Princess Adelheid-Marie of Anhalt-Dessau (; ) (25 December 1833 – 24 November 1916) was a Princess of Anhalt-Dessau and member of the House of Ascania. As the wife of Adolphe of Nassau, she was Duchess of Nassau from 1851 until 1866 and Grand Duchess of Luxembourg from 1890 until 1905.

Birth and family
Adelheid Marie was born in Dessau in the Duchy of Anhalt-Dessau on Christmas Day 1833 to Prince Frederick Augustus of Anhalt-Dessau and Princess Marie Luise Charlotte of Hesse-Kassel.

Marriage and issue
On 23 April 1851 in Dessau, as his second wife, she was married to Adolphe of Nassau, Duke of Nassau and later Grand Duke of Luxembourg.
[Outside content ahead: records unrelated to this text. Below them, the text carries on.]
impl CredentialStore {
    /// Create an empty store backed by the default engine
    pub fn new() -> Self {
        Self::with_engine(Arc::new(AesGcmEngine::new()), DEFAULT_ITERATIONS)
    }

    /// Create an empty store with a custom engine and work factor
    pub fn with_engine(engine: Arc<dyn CryptoEngine>, iterations: u32) -> Self {
        Self {
            sites: IndexMap::new(),
            engine,
            iterations,
        }
    }

    /// Create an empty store using the configured work factor
    pub fn from_config(config: &VaultConfig) -> Self {
        Self::with_engine(Arc::new(AesGcmEngine::new()), config.encryption_iterations)
    }

    pub fn iterations(&self) -> u32 {
        self.iterations
    }

    /// Replace the store contents with the deserialized `data`.
    ///
    /// Empty input yields an empty store. The buffer is wiped once parsed,
    /// and the store is left untouched when parsing fails.
    pub fn load(&mut self, data: SecretBytes) -> Result<()> {
        if data.is_empty() {
            self.sites.clear();
            debug!("Loaded empty record store");
            return Ok(());
        }

        let sites: IndexMap<String, SiteEntry> = serde_json::from_slice(data.expose())
            .map_err(|e| VaultError::Format(format!("Corrupt record store: {}", e)))?;
        self.sites = sites;

        debug!("Loaded {} site entries ({} bytes)", self.sites.len(), data.len());
        Ok(())
    }

    /// Serialize the store; an empty store becomes a zero-length buffer
    pub fn dump(&self) -> Result<SecretBytes> {
        if self.sites.is_empty() {
            return Ok(SecretBytes::default());
        }

        let bytes = serde_json::to_vec(&self.sites)
            .map_err(|e| VaultError::Format(format!("Cannot serialize record store: {}", e)))?;

        debug!("Dumped {} site entries ({} bytes)", self.sites.len(), bytes.len());
        Ok(SecretBytes::new(bytes))
    }

    /// All site codes, reserved codes excluded
    pub fn list_site_codes(&self) -> Vec<String> {
        self.sites
            .keys()
            .filter(|code| !is_reserved_code(code))
            .cloned()
            .collect()
    }

    pub fn has_site(&self, code: &str) -> bool {
        !is_reserved_code(code) && self.sites.contains_key(code)
    }

    /// Draw a fresh alphanumeric code unused by any entry or reserved code
    pub fn generate_site_code(&self) -> String {
        let mut rng = rand::thread_rng();
        loop {
            let code: String = (&mut rng)
                .sample_iter(&Alphanumeric)
                .take(SITE_CODE_LEN)
                .map(char::from)
                .collect();

            if !self.sites.contains_key(&code) && !is_reserved_code(&code) {
                return code;
            }
        }
    }

    pub fn get_name(&self, code: &str) -> Result<&str> {
        Ok(&self.entry(code)?.name)
    }

    pub fn set_name(&mut self, code: &str, name: impl Into<String>) -> Result<()> {
        self.entry_mut(code)?.name = name.into();
        Ok(())
    }

    /// Number of field pairs stored for a site
    pub fn get_record_count(&self, code: &str) -> Result<usize> {
        Ok(self.entry(code)?.data.len())
    }

    pub fn is_encrypted(&self, code: &str) -> Result<bool> {
        Ok(self.entry(code)?.encrypted)
    }

    /// Flip the encryption flag of a site.
    ///
    /// Stored data is not transformed: call [`CredentialStore::set_data`]
    /// afterwards so the values match the flag.
    pub fn set_encryption_flag(&mut self, code: &str, encrypted: bool) -> Result<()> {
        self.entry_mut(code)?.encrypted = encrypted;
        debug!("Site {} encryption flag set to {}", code, encrypted);
        Ok(())
    }

    /// Return the plaintext field pairs of a site.
    ///
    /// Encrypted sites require `key`. The key is consumed: it is wiped when
    /// this call returns, on success or failure, and the first field that
    /// fails to decrypt aborts the whole call.
    pub fn get_data(
        &self,
        code: &str,
        key: Option<SecretBytes>,
    ) -> Result<Zeroizing<Vec<SiteField>>> {
        let entry = self.entry(code)?;

        if !entry.encrypted {
            return Ok(Zeroizing::new(entry.data.clone()));
        }

        let key = key.ok_or_else(|| VaultError::KeyRequired(code.to_string()))?;
        let cipher = FieldCipher::new(self.engine.as_ref(), key, self.iterations);

        let mut plain = Zeroizing::new(Vec::with_capacity(entry.data.len()));
        for field in &entry.data {
            plain.push(cipher.open(field)?);
        }

        debug!("Decrypted {} fields of site {}", plain.len(), code);
        Ok(plain)
    }

    /// Replace the field pairs of a site.
    ///
    /// Encrypted sites require `key`; every value is encrypted under a copy
    /// of it and stored as base64. The key and the plaintext `data` are
    /// consumed and wiped on return.
    pub fn set_data(
        &mut self,
        code: &str,
        data: Vec<SiteField>,
        key: Option<SecretBytes>,
    ) -> Result<()> {
        let data = Zeroizing::new(data);
        let encrypted = self.entry(code)?.encrypted;

        let stored = if encrypted {
            let key = key.ok_or_else(|| VaultError::KeyRequired(code.to_string()))?;
            let cipher = FieldCipher::new(self.engine.as_ref(), key, self.iterations);
            data.iter()
                .map(|field| cipher.seal(field))
                .collect::<Result<Vec<_>>>()?
        } else {
            data.to_vec()
        };

        debug!("Stored {} fields for site {}", stored.len(), code);
        self.entry_mut(code)?.data = stored;
        Ok(())
    }

    /// [`CredentialStore::set_data`] for untyped `[["type", "value"], ...]` input.
    ///
    /// The shape is validated before the site or its encryption flag is
    /// looked at.
    pub fn set_data_json(&mut self, code: &str, data: &Value, key: Option<SecretBytes>) -> Result<()> {
        let fields = fields_from_json(data)?;
        self.set_data(code, fields, key)
    }

    /// Add an empty, unencrypted site
    pub fn add_site(&mut self, code: &str, name: impl Into<String>) -> Result<()> {
        if code.is_empty() {
            return Err(VaultError::Validation("Site code must not be empty".to_string()));
        }
        if is_reserved_code(code) {
            return Err(VaultError::Validation(format!("Site code {} is reserved", code)));
        }
        if self.sites.contains_key(code) {
            return Err(VaultError::Conflict(format!("Site {}", code)));
        }

        self.sites.insert(code.to_string(), SiteEntry::default());
        self.set_name(code, name)?;

        info!("Added site {}", code);
        Ok(())
    }

    pub fn remove_site(&mut self, code: &str) -> Result<()> {
        self.entry(code)?;
        self.sites.shift_remove(code);

        info!("Removed site {}", code);
        Ok(())
    }

    fn entry(&self, code: &str) -> Result<&SiteEntry> {
        if is_reserved_code(code) {
            return Err(VaultError::NotFound(format!("Site {}", code)));
        }
        self.sites
            .get(code)
            .ok_or_else(|| VaultError::NotFound(format!("Site {}", code)))
    }

    fn entry_mut(&mut self, code: &str) -> Result<&mut SiteEntry> {
        if is_reserved_code(code) {
            return Err(VaultError::NotFound(format!("Site {}", code)));
        }
        self.sites
            .get_mut(code)
            .ok_or_else(|| VaultError::NotFound(format!("Site {}", code)))
    }

    #[cfg(test)]
    pub(crate) fn insert_raw(&mut self, code: &str, entry: SiteEntry) {
        self.sites.insert(code.to_string(), entry);
    }
}
//! AES-256-GCM authenticated encryption
//!
//! Ciphertext format: `version | salt | nonce | ciphertext | auth_tag`
//! - Version: 1 byte (currently `1`)
//! - Salt: 16 bytes, PBKDF2 salt for this ciphertext only
//! - Nonce: 12 bytes (96 bits) - standard for GCM
//! - Ciphertext: variable length, followed by the 16-byte auth tag

use aes_gcm::{
    aead::{Aead, KeyInit},
    Aes256Gcm, Nonce,
};
use rand::RngCore;

use super::engine::CryptoEngine;
use super::key_derivation::{combine_credentials, generate_salt, stretch_key, SALT_LEN};
use super::SecretBytes;
use crate::error::{Result, VaultError};

/// Current ciphertext format version
pub const FORMAT_VERSION: u8 = 1;

/// GCM nonce length
pub const NONCE_LEN: usize = 12;

/// GCM authentication tag length
pub const TAG_LEN: usize = 16;

const HEADER_LEN: usize = 1 + SALT_LEN + NONCE_LEN;

/// Smallest valid ciphertext: header plus the tag of an empty plaintext
pub const MIN_CIPHERTEXT_LEN: usize = HEADER_LEN + TAG_LEN;

/// Parsed ciphertext envelope
#[derive(Debug, Clone)]
pub struct Envelope {
    /// PBKDF2 salt
    pub salt: [u8; SALT_LEN],
    /// GCM nonce
    pub nonce: [u8; NONCE_LEN],
    /// Ciphertext with the auth tag appended
    pub sealed: Vec<u8>,
}

impl Envelope {
    /// Serialize to the on-the-wire byte layout
    pub fn to_bytes(&self) -> Vec<u8> {
        let mut out = Vec::with_capacity(HEADER_LEN + self.sealed.len());
        out.push(FORMAT_VERSION);
        out.extend_from_slice(&self.salt);
        out.extend_from_slice(&self.nonce);
        out.extend_from_slice(&self.sealed);
        out
    }

    /// Parse from the on-the-wire byte layout
    pub fn from_bytes(bytes: &[u8]) -> Result<Self> {
        if bytes.len() < MIN_CIPHERTEXT_LEN {
            return Err(VaultError::Format(format!(
                "Ciphertext too short: expected at least {}, got {}",
                MIN_CIPHERTEXT_LEN,
                bytes.len()
            )));
        }
        if bytes[0] != FORMAT_VERSION {
            return Err(VaultError::Format(format!(
                "Unsupported ciphertext version: {}",
                bytes[0]
            )));
        }

        let mut salt = [0u8; SALT_LEN];
        salt.copy_from_slice(&bytes[1..1 + SALT_LEN]);

        let mut nonce = [0u8; NONCE_LEN];
        nonce.copy_from_slice(&bytes[1 + SALT_LEN..HEADER_LEN]);

        Ok(Self {
            salt,
            nonce,
            sealed: bytes[HEADER_LEN..].to_vec(),
        })
    }
}

/// Default [`CryptoEngine`]: PBKDF2-HMAC-SHA256 key stretching + AES-256-GCM
#[derive(Debug, Clone, Copy, Default)]
pub struct AesGcmEngine;

impl AesGcmEngine {
    pub fn new() -> Self {
        Self
    }
}

impl CryptoEngine for AesGcmEngine {
    fn derive_key(&self, password: &SecretBytes, pin: &SecretBytes) -> Result<SecretBytes> {
        combine_credentials(password, pin)
    }

    fn encrypt(&self, plaintext: &[u8], key: SecretBytes, iterations: u32) -> Result<Vec<u8>> {
        let salt = generate_salt();
        let cipher_key = stretch_key(key.expose(), &salt, iterations)
            .map_err(|e| VaultError::Encryption(e.to_string()))?;
        drop(key);

        let cipher = Aes256Gcm::new_from_slice(&cipher_key[..])
            .map_err(|e| VaultError::Encryption(e.to_string()))?;

        // Generate random nonce (12 bytes for GCM)
        let mut nonce = [0u8; NONCE_LEN];
        rand::thread_rng().fill_bytes(&mut nonce);

        // aes-gcm appends the auth tag to the ciphertext
        let sealed = cipher
            .encrypt(Nonce::from_slice(&nonce), plaintext)
            .map_err(|e| VaultError::Encryption(e.to_string()))?;

        Ok(Envelope {
            salt,
            nonce,
            sealed,
        }
        .to_bytes())
    }

    fn decrypt(&self, ciphertext: &[u8], key: SecretBytes, iterations: u32) -> Result<SecretBytes> {
        let envelope = Envelope::from_bytes(ciphertext)?;

        let cipher_key = stretch_key(key.expose(), &envelope.salt, iterations)?;
        drop(key);

        let cipher = Aes256Gcm::new_from_slice(&cipher_key[..])
            .map_err(|e| VaultError::Decryption(e.to_string()))?;

        cipher
            .decrypt(Nonce::from_slice(&envelope.nonce), envelope.sealed.as_slice())
            .map(SecretBytes::new)
            .map_err(|_| VaultError::WrongKey)
    }
}
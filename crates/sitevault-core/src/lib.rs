//! # sitevault-core
//!
//! Core of Sitevault, a local file-backed credential vault:
//! - One encrypted blob per account, created, loaded, saved and shredded by
//!   [`AccountVault`]
//! - An in-memory record store of per-site entries with optional
//!   field-level encryption, [`CredentialStore`]
//! - AES-256-GCM with PBKDF2 key stretching behind the [`CryptoEngine`] seam
//! - Secret buffers that are zeroed on drop

pub mod account;
pub mod config;
pub mod crypto;
pub mod error;
pub mod store;

pub use account::AccountVault;
pub use config::VaultConfig;
pub use crypto::{AesGcmEngine, CryptoEngine, SecretBytes};
pub use error::{Result, VaultError};
pub use store::{CredentialStore, SiteEntry, SiteField};
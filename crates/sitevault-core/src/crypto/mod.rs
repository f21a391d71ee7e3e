//! Cryptographic primitives for the vault
//!
//! This module provides:
//! - The [`CryptoEngine`] seam and its AES-256-GCM implementation
//! - PBKDF2 key stretching and password + pin key combination
//! - Secret buffers that are zeroed on drop

mod encryption;
mod engine;
mod key_derivation;
mod secure_memory;

pub use encryption::{AesGcmEngine, Envelope, FORMAT_VERSION, MIN_CIPHERTEXT_LEN, NONCE_LEN, TAG_LEN};
pub use engine::CryptoEngine;
pub use key_derivation::{
    combine_credentials, generate_salt, stretch_key, DEFAULT_ITERATIONS, KEY_LEN, SALT_LEN,
};
pub use secure_memory::{wipe, SecretBytes};
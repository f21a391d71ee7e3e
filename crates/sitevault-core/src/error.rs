//! Error types for sitevault-core

use thiserror::Error;

/// Result type alias for vault operations
pub type Result<T> = std::result::Result<T, VaultError>;

/// Vault error types
#[derive(Error, Debug)]
pub enum VaultError {
    #[error("Validation failed: {0}")]
    Validation(String),

    #[error("Not found: {0}")]
    NotFound(String),

    #[error("Already exists: {0}")]
    Conflict(String),

    #[error("A key is required for encrypted site data: {0}")]
    KeyRequired(String),

    #[error("Wrong key or tampered ciphertext")]
    WrongKey,

    #[error("Decryption failed: {0}")]
    Decryption(String),

    #[error("Encryption failed: {0}")]
    Encryption(String),

    #[error("Invalid format: {0}")]
    Format(String),

    #[error("Key derivation failed: {0}")]
    KeyDerivation(String),

    #[error("IO error: {0}")]
    Io(#[from] std::io::Error),

    #[error("Serialization error: {0}")]
    Serialization(#[from] serde_json::Error),
}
They had five children, of whom only two lived to the age of eighteen and to become prince and princess of Luxembourg:
 William IV (1852–1912), second Grand Duke of Luxembourg
 Prince Frederick of Nassau (28 September 1854 – 23 October 1855)
 Princess Marie of Nassau (14 November 1857 – 28 December 1857)
 Prince Francis Joseph William of Nassau (30 January 1859 – 2 April 1875)
 Princess Hilda of Nassau (1864–1952), married Friedrich II, Grand Duke of Baden.

Grand Duchess consort of Luxembourg
Duke Adolph supported the Austrian Empire in the Austro-Prussian War of 1866. After Austria's defeat, Nassau was annexed to the Kingdom of Prussia and Adolph and Marie Adelheid lost their throne on 20 September 1866.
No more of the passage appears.